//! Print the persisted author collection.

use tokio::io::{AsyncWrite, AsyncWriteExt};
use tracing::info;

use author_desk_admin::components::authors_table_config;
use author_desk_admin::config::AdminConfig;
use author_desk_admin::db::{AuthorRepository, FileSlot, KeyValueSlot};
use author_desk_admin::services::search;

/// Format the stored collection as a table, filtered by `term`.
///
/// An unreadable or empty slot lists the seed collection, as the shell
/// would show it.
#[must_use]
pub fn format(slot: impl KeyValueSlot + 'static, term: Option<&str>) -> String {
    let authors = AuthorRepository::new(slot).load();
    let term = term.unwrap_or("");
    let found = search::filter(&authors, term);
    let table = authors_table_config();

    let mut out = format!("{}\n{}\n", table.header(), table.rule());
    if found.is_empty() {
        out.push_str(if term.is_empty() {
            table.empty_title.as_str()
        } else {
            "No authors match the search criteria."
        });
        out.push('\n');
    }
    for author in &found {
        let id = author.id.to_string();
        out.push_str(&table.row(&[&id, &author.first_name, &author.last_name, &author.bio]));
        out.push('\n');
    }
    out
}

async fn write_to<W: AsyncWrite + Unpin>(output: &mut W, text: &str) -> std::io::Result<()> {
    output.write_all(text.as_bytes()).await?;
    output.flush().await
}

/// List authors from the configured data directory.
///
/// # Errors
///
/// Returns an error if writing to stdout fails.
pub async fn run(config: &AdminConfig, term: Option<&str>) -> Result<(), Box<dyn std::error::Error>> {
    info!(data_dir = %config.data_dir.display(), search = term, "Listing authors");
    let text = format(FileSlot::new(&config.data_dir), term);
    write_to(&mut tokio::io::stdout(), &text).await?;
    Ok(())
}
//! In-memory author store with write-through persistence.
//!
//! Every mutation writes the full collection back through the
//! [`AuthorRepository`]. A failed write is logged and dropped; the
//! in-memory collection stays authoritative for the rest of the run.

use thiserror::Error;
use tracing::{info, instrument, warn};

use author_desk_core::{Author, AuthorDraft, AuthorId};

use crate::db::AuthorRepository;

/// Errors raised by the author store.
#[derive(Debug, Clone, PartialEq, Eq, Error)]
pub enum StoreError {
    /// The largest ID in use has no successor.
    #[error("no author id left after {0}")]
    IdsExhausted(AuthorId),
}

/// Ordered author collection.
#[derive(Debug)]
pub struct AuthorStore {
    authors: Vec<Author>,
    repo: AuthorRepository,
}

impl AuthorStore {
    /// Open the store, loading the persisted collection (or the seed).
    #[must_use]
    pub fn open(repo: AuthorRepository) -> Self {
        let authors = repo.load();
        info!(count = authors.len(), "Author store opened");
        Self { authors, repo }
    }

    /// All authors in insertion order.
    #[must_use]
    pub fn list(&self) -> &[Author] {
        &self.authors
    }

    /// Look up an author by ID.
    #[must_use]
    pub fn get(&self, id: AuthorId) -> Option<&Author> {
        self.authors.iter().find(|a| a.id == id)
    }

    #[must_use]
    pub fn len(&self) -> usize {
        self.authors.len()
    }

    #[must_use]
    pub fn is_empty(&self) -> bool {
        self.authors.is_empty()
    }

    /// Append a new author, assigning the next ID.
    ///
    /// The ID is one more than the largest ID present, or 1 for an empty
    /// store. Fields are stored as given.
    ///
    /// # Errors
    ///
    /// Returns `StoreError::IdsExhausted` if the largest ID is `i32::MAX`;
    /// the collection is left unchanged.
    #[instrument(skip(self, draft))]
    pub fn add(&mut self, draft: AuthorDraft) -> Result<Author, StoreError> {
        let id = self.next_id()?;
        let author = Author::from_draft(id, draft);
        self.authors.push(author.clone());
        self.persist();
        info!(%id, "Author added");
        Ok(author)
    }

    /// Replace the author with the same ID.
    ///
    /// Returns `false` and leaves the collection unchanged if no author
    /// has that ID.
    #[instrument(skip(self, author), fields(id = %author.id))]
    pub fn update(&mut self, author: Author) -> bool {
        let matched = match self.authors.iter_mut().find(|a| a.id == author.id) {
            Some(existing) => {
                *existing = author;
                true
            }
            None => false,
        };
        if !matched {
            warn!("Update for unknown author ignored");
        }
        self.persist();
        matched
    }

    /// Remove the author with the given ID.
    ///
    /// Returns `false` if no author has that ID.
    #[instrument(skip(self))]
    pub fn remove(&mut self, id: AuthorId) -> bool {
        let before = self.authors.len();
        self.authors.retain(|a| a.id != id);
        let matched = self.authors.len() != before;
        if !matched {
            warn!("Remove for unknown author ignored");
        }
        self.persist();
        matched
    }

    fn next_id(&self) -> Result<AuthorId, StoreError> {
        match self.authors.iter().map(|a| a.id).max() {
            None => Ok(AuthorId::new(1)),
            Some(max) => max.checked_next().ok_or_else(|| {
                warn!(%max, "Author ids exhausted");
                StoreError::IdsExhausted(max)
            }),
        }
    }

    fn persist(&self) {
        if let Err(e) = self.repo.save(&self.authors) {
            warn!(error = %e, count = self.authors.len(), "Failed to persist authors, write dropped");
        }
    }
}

━━━━━━━━━━

- _TASK GOAL_
Starting at the top of the data above, repeat every line exactly until the line containing "and dropped; the" has been given, then stop.

- _WRITTEN REPLY_
//! Print the persisted author collection.

use tokio::io::{AsyncWrite, AsyncWriteExt};
use tracing::info;

use author_desk_admin::components::authors_table_config;
use author_desk_admin::config::AdminConfig;
use author_desk_admin::db::{AuthorRepository, FileSlot, KeyValueSlot};
use author_desk_admin::services::search;

/// Format the stored collection as a table, filtered by `term`.
///
/// An unreadable or empty slot lists the seed collection, as the shell
/// would show it.
#[must_use]
pub fn format(slot: impl KeyValueSlot + 'static, term: Option<&str>) -> String {
    let authors = AuthorRepository::new(slot).load();
    let term = term.unwrap_or("");
    let found = search::filter(&authors, term);
    let table = authors_table_config();

    let mut out = format!("{}\n{}\n", table.header(), table.rule());
    if found.is_empty() {
        out.push_str(if term.is_empty() {
            table.empty_title.as_str()
        } else {
            "No authors match the search criteria."
        });
        out.push('\n');
    }
    for author in &found {
        let id = author.id.to_string();
        out.push_str(&table.row(&[&id, &author.first_name, &author.last_name, &author.bio]));
        out.push('\n');
    }
    out
}

async fn write_to<W: AsyncWrite + Unpin>(output: &mut W, text: &str) -> std::io::Result<()> {
    output.write_all(text.as_bytes()).await?;
    output.flush().await
}

/// List authors from the configured data directory.
///
/// # Errors
///
/// Returns an error if writing to stdout fails.
pub async fn run(config: &AdminConfig, term: Option<&str>) -> Result<(), Box<dyn std::error::Error>> {
    info!(data_dir = %config.data_dir.display(), search = term, "Listing authors");
    let text = format(FileSlot::new(&config.data_dir), term);
    write_to(&mut tokio::io::stdout(), &text).await?;
    Ok(())
}
//! In-memory author store with write-through persistence.
//!
//! Every mutation writes the full collection back through the
//! [`AuthorRepository`]. A failed write is logged and dropped; the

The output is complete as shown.